The only number that truly counts is the increase in the bottom line spend of the organization.. and even that isn't what they spent because of new costs being offset by costs they could abandon. It also doesn't account for opportunity costs of not doing other things."
Well said. Except many do feel like MyMagic has drained CapEx away from places it could've been better spent.
 

ford91exploder

Resident Curmudgeon
Absolutely. I've had to go before the board and present my asks for major initiatives many times, but I always have a detailed plan that showed where the money would come from (cash reserves, liquid assets, restructuring) and a very clear (unassailable) business model that that showed the ultimate return on investment and step-function improvement in base financial metrics.

Same here I have to account for the TOTAL SPEND for the project irrespective of funding source, as well as the projected financial results from the project.

Lots of elaborate dancing on TWDC's part to bury the total spend on this project as well as its results
 

LuvtheGoof

DVC Guru
Premium Member
Seriously.. do we really need to go and explain the difference between PR and how a business actually runs?
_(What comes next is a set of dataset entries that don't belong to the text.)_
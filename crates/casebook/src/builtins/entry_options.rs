//! The distinguished internal entry-options applier.
//!
//! Synthesized per entry before the entry's body runs: the evaluator injects
//! an object handle to the entry as the named argument `_entry` and invokes
//! this function through the normal call protocol, always in run mode.

use std::rc::Rc;

use crate::{
    ast::{BlockSeq, ChildSort, EntryRunOptions, LayoutStyle},
    error::{CbError, RunResult},
    functions::{BoundArgs, FuncDef, ParamDef, ParamKind},
    run::{Rmode, RunCtx},
    sloc::SourceLoc,
    value::{ObjectHandle, Value},
};

/// Name of the internal options applier; not user-callable by convention.
pub const APPLY_OPTIONS_FUNC: &str = "_entryApplyOptions";
/// Name of the synthetic argument carrying the entry object handle.
pub const ENTRY_ARG: &str = "_entry";

pub(crate) fn function_list() -> Vec<FuncDef> {
    vec![FuncDef::new(
        APPLY_OPTIONS_FUNC,
        "Internal function for applying options to an entry",
        vec![
            ParamDef::new(
                ENTRY_ARG,
                "Object pointer to the entry whose options are being set",
                None,
                ParamKind::Object,
                false,
            ),
            ParamDef::new(
                "autoid",
                "Automatically assign a lead id",
                Some(Value::from(false)),
                ParamKind::Bool,
                true,
            ),
            ParamDef::new(
                "special",
                "Is this a special entry?",
                Some(Value::from(false)),
                ParamKind::Bool,
                true,
            ),
            ParamDef::new("sortindex", "Sort index", Some(Value::from(-1.0)), ParamKind::Number, true),
            ParamDef::new(
                "childSort",
                "Sort order for children",
                Some(Value::from("")),
                ParamKind::Choice(&["", "alpha", "index"]),
                true,
            ),
            ParamDef::new(
                "layoutStyle",
                "Style for layout of entry",
                Some(Value::from("")),
                ParamKind::Choice(&["", "cover", "oneColumn", "solo", "twoColumn"]),
                true,
            ),
            ParamDef::new(
                "tombstones",
                "Should we show tombstones between child entries",
                Some(Value::from(true)),
                ParamKind::Bool,
                true,
            ),
            ParamDef::new(
                "labelcontd",
                "Add label saying 'continued from'",
                Some(Value::from("")),
                ParamKind::Str,
                true,
            ),
            ParamDef::new("time", "Time clicks", Some(Value::from(1.0)), ParamKind::Number, true),
            ParamDef::new(
                "deadline",
                "Deadline day for a check",
                Some(Value::from(-1.0)),
                ParamKind::Number,
                true,
            ),
        ],
        None,
        None,
        func_apply_entry_options,
    )]
}

fn func_apply_entry_options(
    ctx: &mut RunCtx<'_>,
    rmode: Rmode,
    astloc: SourceLoc,
    args: &BoundArgs,
    _targets: &[Rc<BlockSeq>],
) -> RunResult<Value> {
    if rmode != Rmode::Run {
        return Err(CbError::internal(
            "in function _entryApplyOptions but rmode != run; do not know what to do",
            astloc,
        ));
    }
    let handle = args.value(astloc, ENTRY_ARG)?.expect_object()?;
    let &ObjectHandle::Entry(entry_id) = handle else {
        return Err(CbError::type_error(
            "the _entry argument must be an entry object handle",
            astloc,
        ));
    };

    let auto_id = args.value(astloc, "autoid")?.expect_bool()?;
    let special = args.value(astloc, "special")?.expect_bool()?;
    let sort_index = args.value(astloc, "sortindex")?.expect_number()?;
    let child_sort: ChildSort = parse_choice(args.value(astloc, "childSort")?, astloc)?;
    let layout_style: LayoutStyle = parse_choice(args.value(astloc, "layoutStyle")?, astloc)?;
    let tombstones = args.value(astloc, "tombstones")?.expect_bool()?;
    let label_contd = args.value(astloc, "labelcontd")?.expect_str()?.to_owned();
    let time = args.value(astloc, "time")?.expect_number()?;
    let deadline = args.value(astloc, "deadline")?.expect_number()?;

    ctx.ast.entry_mut(entry_id).run_options = EntryRunOptions {
        auto_id: Some(auto_id),
        special,
        sort_index,
        child_sort,
        layout_style,
        tombstones,
        label_contd,
        time,
        deadline,
    };
    Ok(Value::null(astloc))
}

/// Parses a choice-validated string argument into its enum. The binding step
/// already restricted the literal set, so failure here is an internal error.
fn parse_choice<T: std::str::FromStr>(value: &Value, astloc: SourceLoc) -> RunResult<T> {
    value
        .expect_str()?
        .parse()
        .map_err(|_| CbError::internal("choice-validated argument failed to parse", astloc))
}
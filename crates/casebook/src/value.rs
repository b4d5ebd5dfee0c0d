//! The runtime value model.
//!
//! Values are a closed tagged union; operators and builtin parameter checks
//! dispatch on the variant at runtime. Every value carries the source location
//! that produced it so diagnostics can point back into the document; equality
//! deliberately ignores location.

use std::{cell::RefCell, fmt::Write as _, rc::Rc};

use indexmap::IndexMap;

use crate::{
    ast::EntryId,
    error::{CbError, ErrorKind, RunResult},
    functions::FuncDef,
    run::Task,
    sloc::SourceLoc,
};

/// A runtime value together with the source location that produced it.
#[derive(Debug, Clone)]
pub struct Value {
    sloc: SourceLoc,
    data: ValueData,
}

/// The value payload variants.
#[derive(Debug, Clone, PartialEq)]
pub enum ValueData {
    Null,
    Bool(bool),
    /// Numeric value; IEEE-754 double semantics for arithmetic and ordering.
    /// Equality on integral doubles is exact.
    Number(f64),
    Str(String),
    /// A symbolic reference not yet resolved against the environment. May be
    /// dotted (`a.b.c`). Produced when an expression is resolved with
    /// identifier resolution disabled.
    Identifier(String),
    List(Vec<Value>),
    Mapping(IndexMap<String, Value>),
    /// Opaque host-side record supporting property access via a dotted path.
    Object(ObjectHandle),
    /// A built-in function descriptor. First-class: can be stored in
    /// variables and passed around.
    Function(Rc<FuncDef>),
}

/// Handle to a host-side record. Reference-semantic: clones share the
/// underlying record, unlike `List`/`Mapping` values which clone deeply.
#[derive(Debug, Clone)]
pub enum ObjectHandle {
    /// An entry in the AST arena. Injected as the `_entry` argument of
    /// `_entryApplyOptions`; its properties are managed by the interpreter
    /// and are not reachable through dotted paths.
    Entry(EntryId),
    /// The task installed in the reserved `task` slot by the runner.
    Task(Rc<RefCell<Task>>),
    /// A generic property record.
    Record(Rc<RefCell<ObjectRecord>>),
}

/// A host record: a type tag plus named properties.
#[derive(Debug, Clone, Default, PartialEq)]
pub struct ObjectRecord {
    pub type_name: String,
    pub props: IndexMap<String, Value>,
}

impl PartialEq for ObjectHandle {
    fn eq(&self, other: &Self) -> bool {
        match (self, other) {
            (Self::Entry(a), Self::Entry(b)) => a == b,
            (Self::Task(a), Self::Task(b)) => Rc::ptr_eq(a, b),
            (Self::Record(a), Self::Record(b)) => Rc::ptr_eq(a, b),
            _ => false,
        }
    }
}

impl PartialEq for Value {
    /// Payload equality; the attached source location is ignored.
    fn eq(&self, other: &Self) -> bool {
        self.data == other.data
    }
}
The WDW website is advertising - it is not gospel of what the actual business is made up as. Here's another hint... you won't find the RCID website telling you Disney controls the leadership... but they do.

MM+ is the spawn of NextGen. RFID and single identity are the pillars of the MM+ experience. They didn't redesign the turnstyles or change all the hotel front-desks and lock systems by happy coincidence.

Up next... LuvtheGoof explains how Native Americans migrated out west out of curiosity... not relocation.
You're impossible, and now insulting. Good bye.
 

marni1971

Park History nut
Premium Member
"But the future of Disneyland will apparently not include MagicBands, a wristband that uses microchip technology to let guests use the bands in place of theme park tickets, hotel room keys and even credit cards. The wristbands debuted at Walt Disney World in Orlando, Fla., in 2013.

Disneyland does not plan to offer the wristbands at the park anytime soon, said Mary Niven, vice president for Disneyland Park.

She said the wristband won't work with Disneyland's guest demographics. Many visitors are local residents who do not stay for long periods at the nearby hotels, where the bands would be used heavily"
 

englanddg

One Little Spark...
"But the future of Disneyland will apparently not include MagicBands, a wristband that uses microchip technology to let guests use the bands in place of theme park tickets, hotel room keys and even credit cards. The wristbands debuted at Walt Disney World in Orlando, Fla., in 2013.

Disneyland does not plan to offer the wristbands at the park anytime soon, said Mary Niven, vice president for Disneyland Park.

She said the wristband won't work with Disneyland's guest demographics. Many visitors are local residents who do not stay for long periods at the nearby hotels, where the bands would be used heavily"
Since you copy and pasted from another thread, so will I <grin>

DCL is the next best place for it to go...but that said, I don't see why it wouldn't work well at Disneyland, outside of the fact they prefer their multiple ID and picture ticket system they have now (unless you are AP)...

I give it 5 years or less, and MBs and FP+ and the whole lot will be out there...this is damage control to keep the more rabid fans at bay (this is a wdw centric forum, and if you think WE get rabid about things, you've never seen Disneyland fans riled up)...
 

englanddg

One Little Spark...
Which is why they wouldn't dare impose it on the west coast.
It will come.

I don't think it was developed for anything other than the OneDisney initiative.

The websites are already well on their way to being integrated. They started with UI, the next step are the back end systems. There's an internal synergy (and frankly logic) to this that even the most rabid Disneyland group of fans (though they are WAY more vocal than WDW fans) can keep from happening.

As I said, DCL makes the next best sense to me, as it would be really nice to be on the ship and not have to worry about a card, etc...

Then the foreign parks.

Last will be Disneyland and Disneyland Tokyo (cause they have to convince the managing company that it's a solid investment.

5 years, maybe 10. It is coming. It's done. And, it's not that bad.